I would like to first start by saying that this is a very, very difficult email for me to write. Not only because I am such a private person, but because this is now making me accept the reality of what is ahead of me, and the truth of my changing health. Every day now, it feels inconceivable, unreal or maybe still like it was a bad dream?
This past January I returned from our annual vacation to Sayulita, Mexico with a group of best friends. For the next couple of weeks, I just didn’t feel up to "par". At first, I thought I had caught a “Mexican Bug” or something. I went to get checked out and everything the doctors looked at was fine. However, after 2 more weeks past by, I still just wasn’t feeling like myself. At the end of February I woke up one morning to find myself very jaundiced (a word that I had never heard of) with a yellowing skin tone covering my entire body. We immediately went to the Emergency Room. Since that visit, that awful day at the U of M, my life has drastically changed forever. That gray, cloudy day I was diagnosed with Bile Duct Cancer (Cholangiocarcinoma) – which is a very rare & tricky Cancer to treat and beat.
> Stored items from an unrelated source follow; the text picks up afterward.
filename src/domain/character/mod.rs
//! Character domain - the stored record type and its identity

mod entity;

pub use entity::{Attributes, Character, CharacterDraft, CharacterId};
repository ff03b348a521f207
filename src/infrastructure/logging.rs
//! Structured logging setup

use tracing_subscriber::{
    EnvFilter,
    fmt::{self, format::FmtSpan},
    layer::SubscriberExt,
    util::SubscriberInitExt,
};

use crate::config::{LogFormat, LoggingConfig};

/// Initialize the global tracing subscriber.
///
/// `RUST_LOG` takes precedence over the configured level when set.
pub fn init_logging(config: &LoggingConfig) {
    let filter = EnvFilter::try_from_default_env()
        .unwrap_or_else(|_| EnvFilter::new(&config.level));

    match config.format {
        LogFormat::Json => {
            tracing_subscriber::registry()
                .with(filter)
                .with(fmt::layer().json().with_span_events(FmtSpan::CLOSE))
                .init();
        }
        LogFormat::Pretty => {
            tracing_subscriber::registry()
                .with(filter)
                .with(
                    fmt::layer()
                        .pretty()
                        .with_target(true)
                        .with_span_events(FmtSpan::CLOSE),
                )
                .init();
        }
    }

    tracing::info!("Logging initialized with level: {}", config.level);
}
//! Health check endpoints for liveness and readiness probes

use std::time::Instant;

use axum::{Json, extract::State, http::StatusCode, response::IntoResponse};
use serde::Serialize;

use super::state::AppState;

/// Detailed health response with component status
#[derive(Serialize)]
pub struct HealthResponse {
    pub status: HealthStatus,
    pub version: String,
    #[serde(skip_serializing_if = "Option::is_none")]
    pub checks: Option<Vec<HealthCheck>>,
    #[serde(skip_serializing_if = "Option::is_none")]
    pub latency_ms: Option<u64>,
}

/// Health check status
#[derive(Serialize, Clone, Copy, PartialEq, Eq)]
#[serde(rename_all = "lowercase")]
pub enum HealthStatus {
    Healthy,
    Unhealthy,
}

/// Individual component health check
#[derive(Serialize)]
pub struct HealthCheck {
    pub name: String,
    pub status: HealthStatus,
    #[serde(skip_serializing_if = "Option::is_none")]
    pub message: Option<String>,
    #[serde(skip_serializing_if = "Option::is_none")]
    pub latency_ms: Option<u64>,
}

/// Simple health check - returns 200 if the service is running
pub async fn health_check() -> impl IntoResponse {
    let response = HealthResponse {
        status: HealthStatus::Healthy,
        version: env!("CARGO_PKG_VERSION").to_string(),
        checks: None,
        latency_ms: None,
    };

    (StatusCode::OK, Json(response))
}

/// Readiness check - verifies the storage backend answers a list call
pub async fn ready_check(State(state): State<AppState>) -> impl IntoResponse {
    let start = Instant::now();
    let storage_check = check_character_service(&state).await;
    let overall_status = storage_check.status;

    let response = HealthResponse {
        status: overall_status,
        version: env!("CARGO_PKG_VERSION").to_string(),
        checks: Some(vec![storage_check]),
        latency_ms: Some(start.elapsed().as_millis() as u64),
    };

    let status_code = match overall_status {
        HealthStatus::Healthy => StatusCode::OK,
        HealthStatus::Unhealthy => StatusCode::SERVICE_UNAVAILABLE,
    };

    (status_code, Json(response))
}

/// Liveness check - simple check to verify the process is responsive
pub async fn live_check() -> impl IntoResponse {
    StatusCode::OK
}

async fn check_character_service(state: &AppState) -> HealthCheck {
    let start = Instant::now();

    match state.character_service.list().await {
        Ok(_) => HealthCheck {
            name: "character_service".to_string(),
            status: HealthStatus::Healthy,
            message: None,
            latency_ms: Some(start.elapsed().as_millis() as u64),
        },
        Err(e) => HealthCheck {
            name: "character_service".to_string(),
            status: HealthStatus::Unhealthy,
            message: Some(e.to_string()),
            latency_ms: Some(start.elapsed().as_millis() as u64),
        },
    }
}

#[cfg(test)]
mod tests {
    use super::*;

    #[test]
    fn test_health_status_serialization() {
        assert_eq!(
            serde_json::to_string(&HealthStatus::Healthy).unwrap(),
            "\"healthy\""
        );
        assert_eq!(
            serde_json::to_string(&HealthStatus::Unhealthy).unwrap(),
            "\"unhealthy\""
        );
    }

    #[test]
    fn test_health_response_serialization() {
        let response = HealthResponse {
            status: HealthStatus::Healthy,
            version: "1.0.0".to_string(),
            checks: None,
            latency_ms: None,
        };

        let json = serde_json::to_string(&response).unwrap();
        assert!(json.contains("\"status\":\"healthy\""));
        assert!(json.contains("\"version\":\"1.0.0\""));
        assert!(!json.contains("checks"));
    }
}
//! Character service - the storage access layer for character records
//!
//! Each method performs exactly one domain operation against the store.
//! Create and update re-fetch the written record so callers see exactly
//! what was persisted; delete returns the refreshed list so a caller can
//! rebuild its view in one round trip.

use std::sync::Arc;

use rand::Rng;
use tracing::{debug, info};

use crate::domain::storage::Storage;
use crate::domain::{Character, CharacterDraft, CharacterId, DomainError};

/// Upper bound (exclusive) for generated numeric ids.
///
/// Ids are not collision-checked, which is acceptable only while the
/// collection stays small.
const ID_SPACE: u32 = 100_000_000;

/// Character service for CRUD operations
#[derive(Debug)]
pub struct CharacterService {
    storage: Arc<dyn Storage<Character>>,
}

impl CharacterService {
    /// Create a new CharacterService over the given storage handle
    pub fn new(storage: Arc<dyn Storage<Character>>) -> Self {
        Self { storage }
    }

    /// List all characters, in no particular order
    pub async fn list(&self) -> Result<Vec<Character>, DomainError> {
        debug!("listing characters");
        self.storage.list().await
    }

    /// Get a character by id, returning an error if not found
    pub async fn get(&self, id: &CharacterId) -> Result<Character, DomainError> {
        debug!(%id, "getting character");
        self.storage
            .get(id)
            .await?
            .ok_or_else(|| DomainError::not_found(format!("character '{}' not found", id)))
    }

    /// Create a new character under a freshly generated id
    pub async fn create(&self, draft: CharacterDraft) -> Result<Character, DomainError> {
        let id = generate_id();
        info!(%id, name = %draft.name, "creating character");

        self.storage.put(draft.into_character(id.clone())).await?;

        // Read back what the store persisted rather than echoing the input
        self.get(&id).await
    }

    /// Replace an existing character wholesale.
    ///
    /// Requires the id to exist; creating a record under a caller-chosen id
    /// is not supported.
    pub async fn update(
        &self,
        id: &CharacterId,
        draft: CharacterDraft,
    ) -> Result<Character, DomainError> {
        info!(%id, name = %draft.name, "updating character");

        if !self.storage.exists(id).await? {
            return Err(DomainError::not_found(format!(
                "character '{}' not found",
                id
            )));
        }

        self.storage.put(draft.into_character(id.clone())).await?;
        self.get(id).await
    }

    /// Delete a character by id and return the remaining collection.
    ///
    /// Deleting a nonexistent id is not an error.
    pub async fn delete(&self, id: &CharacterId) -> Result<Vec<Character>, DomainError> {
        info!(%id, "deleting character");

        let removed = self.storage.delete(id).await?;
        debug!(%id, removed, "delete finished");

        self.list().await
    }
}

fn generate_id() -> CharacterId {
    CharacterId::new(rand::thread_rng().gen_range(0..ID_SPACE).to_string())
}

#[cfg(test)]
mod tests {
    use super::*;
    use crate::domain::Attributes;
    use crate::domain::storage::mock::MockStorage;
    use crate::infrastructure::storage::InMemoryStorage;

    fn service() -> CharacterService {
        let storage: Arc<InMemoryStorage<Character>> = Arc::new(InMemoryStorage::new());
        CharacterService::new(storage)
    }

    fn aria_draft() -> CharacterDraft {
        CharacterDraft::new(
            "Aria",
            Attributes {
                strength: 10,
                dexterity: 12,
                constitution: 9,
                wisdom: 14,
                intelligence: 8,
                charisma: 11,
            },
        )
    }

    #[tokio::test]
    async fn test_create_echoes_submitted_fields() {
        let service = service();

        let created = service.create(aria_draft()).await.unwrap();

        assert_eq!(created.name, "Aria");
        assert_eq!(created.attributes, aria_draft().attributes);
    }

    #[tokio::test]
    async fn test_create_assigns_numeric_id() {
        let service = service();

        let created = service.create(aria_draft()).await.unwrap();

        assert!(!created.id.as_str().is_empty());
        let numeric: u32 = created.id.as_str().parse().unwrap();
        assert!(numeric < ID_SPACE);
    }

    #[tokio::test]
    async fn test_get_after_create_round_trips() {
        let service = service();

        let created = service.create(aria_draft()).await.unwrap();
        let fetched = service.get(&created.id).await.unwrap();

        assert_eq!(fetched, created);
    }

    #[tokio::test]
    async fn test_get_absent_id_faults() {
        let service = service();

        let err = service.get(&CharacterId::new("404")).await.unwrap_err();
        assert!(err.is_not_found());
    }

    #[tokio::test]
    async fn test_update_existing_replaces_whole_record() {
        let service = service();
        let created = service.create(aria_draft()).await.unwrap();

        let replacement = CharacterDraft::new(
            "Aria the Bold",
            Attributes {
                strength: 18,
                dexterity: 12,
                constitution: 9,
                wisdom: 14,
                intelligence: 8,
                charisma: 11,
            },
        );
        let updated = service.update(&created.id, replacement.clone()).await.unwrap();

        assert_eq!(updated.id, created.id);
        assert_eq!(updated.name, "Aria the Bold");
        assert_eq!(updated.attributes.strength, 18);

        let fetched = service.get(&created.id).await.unwrap();
        assert_eq!(fetched, updated);
    }

    #[tokio::test]
    async fn test_update_unknown_id_faults() {
        let service = service();

        let err = service
            .update(&CharacterId::new("404"), aria_draft())
            .await
            .unwrap_err();

        assert!(err.is_not_found());
    }

    #[tokio::test]
    async fn test_delete_removes_and_returns_remainder() {
        let service = service();
        let aria = service.create(aria_draft()).await.unwrap();
        let borin = service
            .create(CharacterDraft::new("Borin", aria_draft().attributes))
            .await
            .unwrap();

        let remaining = service.delete(&aria.id).await.unwrap();

        assert_eq!(remaining.len(), 1);
        assert_eq!(remaining[0].id, borin.id);
        assert!(service.get(&aria.id).await.unwrap_err().is_not_found());
    }

    #[tokio::test]
    async fn test_delete_nonexistent_id_does_not_fault() {
        let service = service();
        service.create(aria_draft()).await.unwrap();

        let remaining = service.delete(&CharacterId::new("404")).await.unwrap();

        assert_eq!(remaining.len(), 1);
    }

    #[tokio::test]
    async fn test_list_empty_then_n() {
        let service = service();

        assert!(service.list().await.unwrap().is_empty());

        for _ in 0..3 {
            service.create(aria_draft()).await.unwrap();
        }

        assert_eq!(service.list().await.unwrap().len(), 3);
    }

    #[tokio::test]
    async fn test_storage_fault_propagates() {
        let storage: MockStorage<Character> = MockStorage::new().with_error("scan throttled");
        let service = CharacterService::new(Arc::new(storage));

        let err = service.list().await.unwrap_err();
        assert!(err.to_string().contains("scan throttled"));
        assert!(!err.is_not_found());
    }
}
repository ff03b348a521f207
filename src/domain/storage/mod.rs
//! Storage domain - Generic storage abstraction layer

mod entity;
mod repository;

pub use entity::{StorageEntity, StorageKey};
pub use repository::Storage;

#[cfg(test)]
pub use repository::mock;
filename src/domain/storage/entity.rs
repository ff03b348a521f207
//! Storage entity traits and types

use std::fmt::Debug;

use serde::{Serialize, de::DeserializeOwned};

/// Trait for types that can be used as storage keys
pub trait StorageKey: Clone + Debug + Send + Sync + Eq + std::hash::Hash {
    /// Returns the key as a string for storage backends that require string keys
    fn as_str(&self) -> &str;
}

/// Trait for types that can be stored
pub trait StorageEntity: Clone + Debug + Send + Sync + Serialize + DeserializeOwned {
    /// The key type for this entity
    type Key: StorageKey;

    /// Returns the entity's key
    fn key(&self) -> &Self::Key;
}
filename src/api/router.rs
use async_graphql_axum::GraphQL;
use axum::{Router, http::Method, http::header, routing::get};
use tower_http::cors::{AllowHeaders, AllowOrigin, CorsLayer};
use tower_http::trace::TraceLayer;

use super::graphql;
use super::health;
use super::state::AppState;

/// Create the application router.
///
/// `/graphql` serves the playground on GET and executes operations on POST;
/// health endpoints sit alongside for probes.
pub fn create_router(state: AppState) -> Router {
    let schema = graphql::build_schema(state.clone());

    Router::new()
        .route("/health", get(health::health_check))
        .route("/ready", get(health::ready_check))
        .route("/live", get(health::live_check))
        .route(
            "/graphql",
            get(graphql::graphiql).post_service(GraphQL::new(schema)),
        )
        .with_state(state)
        .layer(cors_layer())
        .layer(TraceLayer::new_for_http())
}

/// Cross-origin access from any origin, with credentials allowed.
///
/// Credentialed requests forbid the wildcard origin, so the request origin
/// is mirrored back instead.
fn cors_layer() -> CorsLayer {
    CorsLayer::new()
        .allow_origin(AllowOrigin::mirror_request())
        .allow_methods([Method::GET, Method::POST, Method::OPTIONS])
        .allow_headers(AllowHeaders::list([header::CONTENT_TYPE]))
        .allow_credentials(true)
}
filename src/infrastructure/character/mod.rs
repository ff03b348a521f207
//! Character infrastructure - storage access layer

mod service;

pub use service::CharacterService;
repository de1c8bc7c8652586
use std::fs;
use std::path::PathBuf;
use std::process::ExitCode;

use clap::Parser;
use tracing::error;

use vgcn_reconciler::config::{load_desired_state, FsConfigReader};
use vgcn_reconciler::logging::init_logging;
use vgcn_reconciler::splitter::allocate;

/// Produce a resources document diverting a fraction of each group to a
/// secondary HTCondor cluster image.
#[derive(Parser, Debug)]
#[command(name = "vgcn-split")]
struct Cli {
    #[arg(short = 'r', long = "resources-file", default_value = "resources.yaml")]
    resources_file: PathBuf,

    #[arg(short = 'f', long = "fraction", default_value_t = 0.0)]
    fraction: f64,

    #[arg(short = 'o', long = "output-file")]
    output_file: Option<PathBuf>,

    #[arg(short = 'v', long = "verbose", action = clap::ArgAction::Count)]
    verbose: u8,
}

fn main() -> ExitCode {
    let cli = Cli::parse();
    init_logging(cli.verbose);

    let state = match load_desired_state(&FsConfigReader, &cli.resources_file) {
        Ok(state) => state,
        Err(err) => {
            error!(error_msg = %err, "could not load resources file");
            return ExitCode::from(3);
        }
    };

    let split = match allocate(&state, cli.fraction) {
        Ok(split) => split,
        Err(err) => {
            error!(error_msg = %err, "invalid fraction");
            return ExitCode::from(3);
        }
    };

    let rendered = match serde_yaml::to_string(&split) {
        Ok(rendered) => rendered,
        Err(err) => {
            error!(error_msg = %err, "could not serialize split resources document");
            return ExitCode::from(3);
        }
    };

    match &cli.output_file {
        Some(path) => {
            if let Err(err) = fs::write(path, rendered) {
                error!(error_msg = %err, path = %path.display(), "could not write output file");
                return ExitCode::from(3);
            }
        }
        None => println!("{rendered}"),
    }

    ExitCode::from(0)
}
Almost immediately, the University of Minnesota referred me for extensive and very intense chemotherapy & radiation at the Mayo Clinic in Rochester. I was getting some excellent results with my treatments, and the only next step was to get a Liver transplant (a Liver transplant was my only option to receive new Bile Ducts). Time was of the essence and the doctors made it clear I needed to find a Living Donor match soon. I was incredibly blessed (5 times over) with finding a living liver donor that matched my body. Unfortunately, as quickly as we found my loving Donor, we were told that my Cancer had spread and that I was no longer a viable candidate to receive a Liver Transplant. This was devastating news after having had such high hopes and good news all along the way.
I am now facing the diagnosis of stage 4, inoperable/untreatable Bile-Duct Cancer, which means it has spread beyond any further treatment options. I can barely believe this is true! My life has been, (up to this point), in such a wonderful place: an adoring group of friends, loving Partner, the best career ever and all the people that make up my world. This news has been incredibly daunting and very hard for me to find the right way to share. Thank you for being patient, thank you for waiting and for reading this far. For now, I’m having some good days and many other days that I wish I could trade in for a much better day. But, I am most thankful for all the love that I have in my life, all I have done to live my life to the fullest and the treasure-trove of memories that I have with cherished family & friends.
I will be using this site to post updates and receive communications from people. So, please contact me through this CaringBridge site. It helps me keep everything centralized in one place. I appreciate all of your support, prayers and love – it means so much to get messages from you through this site.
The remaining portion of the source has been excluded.